Download or read book Cultural Change among the Algonquin in the Nineteenth Century written by Leila Inksetter and published by McGill-Queen's Press - MQUP. This book was released on 2024-09-03 with total page 314 pages. Available in PDF, EPUB and Kindle. Book excerpt: The nineteenth century was a time of upheaval for the Algonquin people. As they came into more sustained contact with fur traders, missionaries, settlers, and other outside agents, their ways of life were disrupted and forever changed. Yet the Algonquin were not entirely without control over the cultural change that confronted them in this period. Where the opportunity arose, they adapted by making decisions and choices according to their own interests. Cultural Change among the Algonquin in the Nineteenth Century traces the history of settler-Indigenous encounter in two areas around the modern Ontario-Quebec border, in the period after colonial incursion but before the full effects of the Indian Act of 1876 were felt.
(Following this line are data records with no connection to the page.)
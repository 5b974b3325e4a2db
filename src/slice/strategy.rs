//! Split strategies: which pivot, which order, how much simplification
//!
//! A strategy is the policy object of the Slice Algorithm. For a slice that
//! is not a base case it chooses the pivot, produces the two children, and
//! decides in which order the engine explores them; it also owns the
//! simplification policy, because some configurations (diagnostics) run
//! without simplification.
//!
//! The concrete strategies only ever produce pivots that are neither the
//! unit nor in the ideal, so both children are strictly smaller by the
//! measure \(\sum_i \operatorname{lcm}(I)_i\) and the recursion terminates.

use crate::algebra::term::{Exponent, Term};
use crate::consume::TermConsumer;
use crate::slice_error::SliceError;

use super::engine::CancelFlag;
use super::independence::IndependenceStrategy;
use super::simplify::{MinType, Simplifier};
use super::{split_on, Slice};

/// What a strategy did with a slice that was not a base case.
pub enum SplitOutcome {
    /// Two freshly owned children; the engine explores `first` before
    /// `second`.
    Children { first: Slice, second: Slice },
    /// The strategy disposed of the whole subtree itself (independence
    /// splitting does), emitting its content to the consumer.
    Consumed,
}

/// The capability set of a split strategy.
pub trait SliceStrategy {
    /// Runs this strategy's simplification policy on `slice`. Returns
    /// whether the slice is fully simplified afterwards (the no-simplify
    /// configuration returns false).
    fn simplify(&mut self, slice: &mut Slice) -> Result<bool, SliceError>;

    /// Chooses a pivot for `slice`. Preconditions: the slice has been given
    /// to [`simplify`](Self::simplify) and is not a base case. The pivot is
    /// never the unit nor a multiple of a generator of the ideal.
    fn get_pivot(&mut self, slice: &Slice) -> Result<Term, SliceError>;

    /// Produces the children of `slice`, in exploration order. The default
    /// asks [`get_pivot`](Self::get_pivot) and splits inner-first; the
    /// shared plumbing validates the pivot.
    fn split(
        &mut self,
        slice: Slice,
        consumer: &mut dyn TermConsumer,
        cancel: Option<&CancelFlag>,
    ) -> Result<SplitOutcome, SliceError> {
        let _ = (consumer, cancel);
        let pivot = self.get_pivot(&slice)?;
        let (inner, outer) = split_on(slice, &pivot)?;
        Ok(SplitOutcome::Children {
            first: inner,
            second: outer,
        })
    }

    /// Hook called after a base case emitted; strategies may keep running
    /// statistics here.
    fn consumed(&mut self, slice: &Slice) {
        let _ = slice;
    }
}

/// Label splitting: the pivot is the first variable, scanned inside the
/// generators in order of ascending support size, on which the lcm exceeds
/// one. Deterministic and cheap.
#[derive(Clone, Debug)]
pub struct LabelStrategy {
    simplifier: Option<Simplifier>,
}

impl LabelStrategy {
    pub fn new(simplifier: Option<Simplifier>) -> Self {
        LabelStrategy { simplifier }
    }
}

impl SliceStrategy for LabelStrategy {
    fn simplify(&mut self, slice: &mut Slice) -> Result<bool, SliceError> {
        run_simplifier(&self.simplifier, slice)
    }

    fn get_pivot(&mut self, slice: &Slice) -> Result<Term, SliceError> {
        let lcm = slice.lcm();
        let mut order: Vec<usize> = (0..slice.ideal().generator_count()).collect();
        order.sort_by_key(|&i| slice.ideal().generators()[i].support_size());
        for i in order {
            let g = &slice.ideal().generators()[i];
            for var in 0..slice.var_count() {
                if g.exponent(var) > 0 && lcm.exponent(var) >= 2 {
                    return Term::pure_power(slice.var_count(), var, 1);
                }
            }
        }
        Err(SliceError::PreconditionViolated(
            "pivot requested on a base case slice",
        ))
    }
}

/// Which pure-power pivot the pivot strategy selects.
#[derive(Clone, Copy, Debug, Default, PartialEq, Eq, serde::Serialize, serde::Deserialize)]
pub enum PivotSelect {
    /// Variable with the largest lcm exponent; the median of the nonzero
    /// exponents on it.
    #[default]
    Median,
    /// Lowest-index eligible variable; the smallest nonzero exponent on it.
    Min,
    /// Variable used by the most generators; half its lcm exponent.
    MaxSupport,
}

/// Pivot splitting on pure powers \(x_v^e\).
#[derive(Clone, Debug)]
pub struct PivotStrategy {
    select: PivotSelect,
    simplifier: Option<Simplifier>,
}

impl PivotStrategy {
    pub fn new(select: PivotSelect, simplifier: Option<Simplifier>) -> Self {
        PivotStrategy { select, simplifier }
    }
}

impl SliceStrategy for PivotStrategy {
    fn simplify(&mut self, slice: &mut Slice) -> Result<bool, SliceError> {
        run_simplifier(&self.simplifier, slice)
    }

    fn get_pivot(&mut self, slice: &Slice) -> Result<Term, SliceError> {
        let lcm = slice.lcm();
        let eligible = |var: &usize| lcm.exponent(*var) >= 2;
        // Ties between variables go to the lowest index.
        let var = match self.select {
            PivotSelect::Min => (0..slice.var_count()).find(eligible),
            PivotSelect::Median => (0..slice.var_count())
                .filter(eligible)
                .max_by_key(|&var| (lcm.exponent(var), std::cmp::Reverse(var))),
            PivotSelect::MaxSupport => {
                let counts = slice.ideal().support_counts();
                (0..slice.var_count())
                    .filter(eligible)
                    .max_by_key(|&var| (counts[var], std::cmp::Reverse(var)))
            }
        };
        let var = var.ok_or(SliceError::PreconditionViolated(
            "pivot requested on a base case slice",
        ))?;
        let top = lcm.exponent(var);
        let exponent = match self.select {
            PivotSelect::Min => nonzero_exponents(slice, var).min().unwrap_or(1),
            PivotSelect::Median => {
                let mut exponents: Vec<Exponent> = nonzero_exponents(slice, var).collect();
                exponents.sort_unstable();
                exponents[exponents.len() / 2]
            }
            PivotSelect::MaxSupport => top / 2,
        };
        // A minimized ideal attains the lcm with any pure power it holds, so
        // exponents strictly below the lcm keep the pivot out of the ideal.
        Term::pure_power(slice.var_count(), var, exponent.clamp(1, top - 1))
    }
}

fn nonzero_exponents<'a>(slice: &'a Slice, var: usize) -> impl Iterator<Item = Exponent> + 'a {
    slice
        .ideal()
        .iter()
        .map(move |g| g.exponent(var))
        .filter(|&e| e > 0)
}

fn run_simplifier(
    simplifier: &Option<Simplifier>,
    slice: &mut Slice,
) -> Result<bool, SliceError> {
    match simplifier {
        Some(simplifier) => {
            slice.normalize();
            simplifier.simplify(slice)?;
            Ok(true)
        }
        None => Ok(false),
    }
}

/// Which algorithm family splits slices.
#[derive(Clone, Copy, Debug, Default, PartialEq, Eq, serde::Serialize, serde::Deserialize)]
pub enum SplitKind {
    Label,
    #[default]
    Pivot,
}

/// Configuration understood by the strategy factory.
///
/// The recognized option names and values are
/// `split = label | pivot`, `pivot-select = median | min | max-support`,
/// `independence-split = on | off`, `simplify = on | off`, and
/// `min-type = tight | loose`.
#[derive(Clone, Copy, Debug, PartialEq, Eq, serde::Serialize, serde::Deserialize)]
pub struct StrategyConfig {
    pub split: SplitKind,
    pub pivot_select: PivotSelect,
    pub independence_split: bool,
    pub simplify: bool,
    pub min_type: MinType,
}

impl Default for StrategyConfig {
    fn default() -> Self {
        StrategyConfig {
            split: SplitKind::Pivot,
            pivot_select: PivotSelect::Median,
            independence_split: true,
            simplify: true,
            min_type: MinType::Tight,
        }
    }
}

impl StrategyConfig {
    pub fn new() -> Self {
        Self::default()
    }

    /// Applies one named option.
    pub fn set(&mut self, name: &str, value: &str) -> Result<(), SliceError> {
        let invalid = || SliceError::InvalidOptionValue {
            name: name.to_string(),
            value: value.to_string(),
        };
        match name {
            "split" => {
                self.split = match value {
                    "label" => SplitKind::Label,
                    "pivot" => SplitKind::Pivot,
                    _ => return Err(invalid()),
                }
            }
            "pivot-select" => {
                self.pivot_select = match value {
                    "median" => PivotSelect::Median,
                    "min" => PivotSelect::Min,
                    "max-support" => PivotSelect::MaxSupport,
                    _ => return Err(invalid()),
                }
            }
            "independence-split" => self.independence_split = parse_switch(value).ok_or_else(invalid)?,
            "simplify" => self.simplify = parse_switch(value).ok_or_else(invalid)?,
            "min-type" => {
                self.min_type = match value {
                    "tight" => MinType::Tight,
                    "loose" => MinType::Loose,
                    _ => return Err(invalid()),
                }
            }
            _ => return Err(SliceError::UnknownOption(name.to_string())),
        }
        Ok(())
    }

    /// Builds the configured strategy.
    pub fn build(&self) -> Box<dyn SliceStrategy> {
        let simplifier = self.simplify.then(|| Simplifier {
            min_type: self.min_type,
            remove_double_lcm: true,
        });
        let base: Box<dyn SliceStrategy> = match self.split {
            SplitKind::Label => Box::new(LabelStrategy::new(simplifier)),
            SplitKind::Pivot => Box::new(PivotStrategy::new(self.pivot_select, simplifier)),
        };
        if self.independence_split {
            Box::new(IndependenceStrategy::new(base))
        } else {
            base
        }
    }
}

fn parse_switch(value: &str) -> Option<bool> {
    match value {
        "on" => Some(true),
        "off" => Some(false),
        _ => None,
    }
}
While Lake Timiskaming was the site of commercial logging operations beginning in the 1830s, the Lake Abitibi region had much less contact with outsiders until the early twentieth century. These different timelines permit comparison of social and cultural change among Indigenous peoples of these two regions. Drawing on nineteenth-century archival sources and twentieth-century ethnographic accounts, Leila Inksetter sheds new light on band formation and governance, the introduction of elected chiefs, food provisioning, environmental changes, and the interaction between Indigenous spirituality and Catholicism. Cultural change among the nineteenth-century Algonquin was experienced not only as an uninvited imposition from outside but as a dynamic response to new circumstances by Indigenous people themselves. Inksetter makes a case for greater recognition of Algonquin agency and decision making in this period before the implementation of the Indian Act.

Book Stolen women

    Book Details:
  • Author : Julie Cruikshank
  • Publisher : University of Ottawa Press
  • Release : 1983-01-01
  • ISBN : 1772822507
  • Pages : 139 pages

Download or read book Stolen women written by Julie Cruikshank and published by University of Ottawa Press. This book was released on 1983-01-01 with total page 139 pages. Available in PDF, EPUB and Kindle. Book excerpt: A study of narratives told by female members of the Tagish and Tutchone of central and southern Yukon with particular emphasis on their cultural continuity, function during a period of significant change, and the insights they offer into traditional gender roles. Most important is the author’s revelation of the importance of context in understanding such stories.